II. STANDARD OF REVIEW.

We typically review postconviction relief proceedings on error. Ledezma v. State, 626 N.W.2d 134, 141 (Iowa 2001); Osborn v. State, 573 N.W.2d 917, 920 (Iowa 1998). However, when the applicant asserts claims of a constitutional nature, such as ineffective assistance of counsel, our review is de novo. Ledezma, 626 N.W.2d at 141.

III. MERITS.

A defendant is entitled to the assistance of counsel under the Sixth Amendment to the United States Constitution and article 1, section 10 of the Iowa Constitution. The right to counsel is the right to effective assistance of counsel. Strickland v. Washington, 466 U.S. 668, 686, 104 S.Ct. 2052, 2063, 80 L.Ed.2d 674, 692 (1984). To establish ineffective assistance of counsel the defendant must show "(1) counsel failed to perform an essential duty, and (2) prejudice resulted therefrom." Wemark v. State, 602 N.W.2d 810, 814 (Iowa 1999). A reviewing court may look to either prong to dispose of an ineffective assistance claim. Taylor v. State, 352 N.W.2d 683, 685 (Iowa 1984). The defendant has the burden of proving by a preponderance of the evidence both of the two elements of an ineffective assistance claim. Ledezma, 626 N.W.2d at 145; State v. Shumpert, 554 N.W.2d 250, 254 (Iowa 1996). We may affirm on appeal if either element is lacking. State v. Terry, 544 N.W.2d 449, 453 (Iowa 1996).

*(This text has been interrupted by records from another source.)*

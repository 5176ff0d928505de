//! Shell completions generation.

use clap::CommandFactory;
use clap_complete::Shell;

use crate::cli::args::Cli;
use crate::error::PomodoroError;

/// Generate the completion script for `shell`.
///
/// # Errors
///
/// Returns an error if the generated script is not valid UTF-8.
pub fn completions(shell: Shell) -> Result<String, PomodoroError> {
    let mut cmd = Cli::command();
    let mut buf = Vec::new();
    clap_complete::generate(shell, &mut cmd, "pomodoro", &mut buf);
    String::from_utf8(buf)
        .map_err(|e| PomodoroError::InvalidArgument(format!("UTF-8 error: {e}")))
}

We need not decide whether counsel's performance is deficient before examining the prejudice component. State v. Wissing, 528 N.W.2d 561, 564 (Iowa 1995). In order to prove prejudice the defendant must show a reasonable probability that "but for counsel's unprofessional errors, the result of the proceeding would have been different." Strickland, 466 U.S. at 694, 104 S.Ct. at 2069, 80 L.Ed.2d at 698. A reasonable probability is a probability sufficient to undermine confidence in the outcome. Id.

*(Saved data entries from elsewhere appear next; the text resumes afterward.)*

//! Session types, phases and timer settings.

use serde::{Deserialize, Serialize};

use crate::error::PomodoroError;

/// Default work interval: 25 minutes.
pub const DEFAULT_WORK_SECONDS: f64 = 1500.0;
/// Default short break: 5 minutes.
pub const DEFAULT_SHORT_BREAK_SECONDS: f64 = 300.0;
/// Default long break: 30 minutes.
pub const DEFAULT_LONG_BREAK_SECONDS: f64 = 1800.0;
/// Default number of work sessions before a long break.
pub const DEFAULT_SESSIONS_BEFORE_LONG_BREAK: u32 = 4;

/// Kind of interval that is logically in progress, whether paused or running.
#[derive(Debug, Clone, Copy, PartialEq, Eq, Hash, Serialize, Deserialize)]
#[serde(rename_all = "snake_case")]
pub enum SessionType {
    /// Focused work
    Work,
    /// Short break between work sessions
    ShortBreak,
    /// Long break after a full set of work sessions
    LongBreak,
}

impl SessionType {
    /// Get display name.
    #[must_use]
    pub const fn display_name(&self) -> &'static str {
        match self {
            Self::Work => "Work",
            Self::ShortBreak => "Short Break",
            Self::LongBreak => "Long Break",
        }
    }

    /// Check if this is a break type.
    #[must_use]
    pub const fn is_break(&self) -> bool {
        matches!(self, Self::ShortBreak | Self::LongBreak)
    }
}

impl std::fmt::Display for SessionType {
    fn fmt(&self, f: &mut std::fmt::Formatter<'_>) -> std::fmt::Result {
        write!(f, "{}", self.display_name())
    }
}

/// Current operating mode of the timer.
#[derive(Debug, Clone, Copy, PartialEq, Eq, Serialize, Deserialize)]
#[serde(rename_all = "snake_case")]
pub enum Phase {
    /// Counting down a work interval
    Work,
    /// Counting down a short break
    ShortBreak,
    /// Counting down a long break
    LongBreak,
    /// Not counting down
    Paused,
}

impl Phase {
    /// The running phase for a session type.
    #[must_use]
    pub const fn running(session_type: SessionType) -> Self {
        match session_type {
            SessionType::Work => Self::Work,
            SessionType::ShortBreak => Self::ShortBreak,
            SessionType::LongBreak => Self::LongBreak,
        }
    }

    /// Check if the timer is counting down.
    #[must_use]
    pub const fn is_running(&self) -> bool {
        !matches!(self, Self::Paused)
    }
}

impl std::fmt::Display for Phase {
    fn fmt(&self, f: &mut std::fmt::Formatter<'_>) -> std::fmt::Result {
        match self {
            Self::Work => write!(f, "Work"),
            Self::ShortBreak => write!(f, "Short Break"),
            Self::LongBreak => write!(f, "Long Break"),
            Self::Paused => write!(f, "Paused"),
        }
    }
}

/// Interval lengths and the long-break cadence.
///
/// Fixed for the lifetime of one timer.
#[derive(Debug, Clone, Copy, PartialEq, Serialize, Deserialize)]
pub struct TimerSettings {
    /// Work interval in seconds
    pub work_duration: f64,
    /// Short break in seconds
    pub short_break_duration: f64,
    /// Long break in seconds
    pub long_break_duration: f64,
    /// Completed work sessions that earn a long break
    pub work_sessions_before_long_break: u32,
}

impl Default for TimerSettings {
    fn default() -> Self {
        Self {
            work_duration: DEFAULT_WORK_SECONDS,
            short_break_duration: DEFAULT_SHORT_BREAK_SECONDS,
            long_break_duration: DEFAULT_LONG_BREAK_SECONDS,
            work_sessions_before_long_break: DEFAULT_SESSIONS_BEFORE_LONG_BREAK,
        }
    }
}

impl TimerSettings {
    /// Create validated settings.
    ///
    /// # Errors
    ///
    /// Returns `PomodoroError::InvalidArgument` if a duration is not a positive
    /// finite number or the long-break cadence is zero.
    pub fn new(
        work_duration: f64,
        short_break_duration: f64,
        long_break_duration: f64,
        work_sessions_before_long_break: u32,
    ) -> Result<Self, PomodoroError> {
        for (name, value) in [
            ("work duration", work_duration),
            ("short break duration", short_break_duration),
            ("long break duration", long_break_duration),
        ] {
            if !value.is_finite() || value <= 0.0 {
                return Err(PomodoroError::InvalidArgument(format!(
                    "{name} must be greater than zero, got {value}"
                )));
            }
        }

        if work_sessions_before_long_break == 0 {
            return Err(PomodoroError::InvalidArgument(
                "sessions before long break must be at least 1".to_string(),
            ));
        }

        Ok(Self {
            work_duration,
            short_break_duration,
            long_break_duration,
            work_sessions_before_long_break,
        })
    }

    /// Create validated settings from whole minutes.
    ///
    /// # Errors
    ///
    /// Returns `PomodoroError::InvalidArgument` if any value is zero.
    pub fn from_minutes(
        work: u32,
        short_break: u32,
        long_break: u32,
        sessions_before_long_break: u32,
    ) -> Result<Self, PomodoroError> {
        Self::new(
            f64::from(work) * 60.0,
            f64::from(short_break) * 60.0,
            f64::from(long_break) * 60.0,
            sessions_before_long_break,
        )
    }

    /// Configured length of an interval.
    #[must_use]
    pub const fn duration_for(&self, session_type: SessionType) -> f64 {
        match session_type {
            SessionType::Work => self.work_duration,
            SessionType::ShortBreak => self.short_break_duration,
            SessionType::LongBreak => self.long_break_duration,
        }
    }

    /// Break earned after `completed` work sessions.
    ///
    /// Long exactly when the cadence has been reached.
    #[must_use]
    pub const fn break_after(&self, completed: u32) -> SessionType {
        if completed >= self.work_sessions_before_long_break {
            SessionType::LongBreak
        } else {
            SessionType::ShortBreak
        }
    }
}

"Improvident trial strategy, miscalculated tactics, mistake, carelessness or inexperience do not necessarily amount to ineffective counsel." State v. Aldape, 307 N.W.2d 32, 42 (Iowa 1981) (quoting Parsons v. Brewer, 202 N.W.2d 49, 54 (Iowa 1972)). A defendant is not entitled to perfect representation, but rather only that which is within the range of normal competency. State v. Artzer, 609 N.W.2d 526, 531 (Iowa 2000); Cuevas v. State, 415 N.W.2d 630, 632 (Iowa 1987). To warrant a finding of ineffective assistance of counsel, the circumstances must include an affirmative factual basis demonstrating counsel's inadequacy of representation. Aldape, 307 N.W.2d at 42.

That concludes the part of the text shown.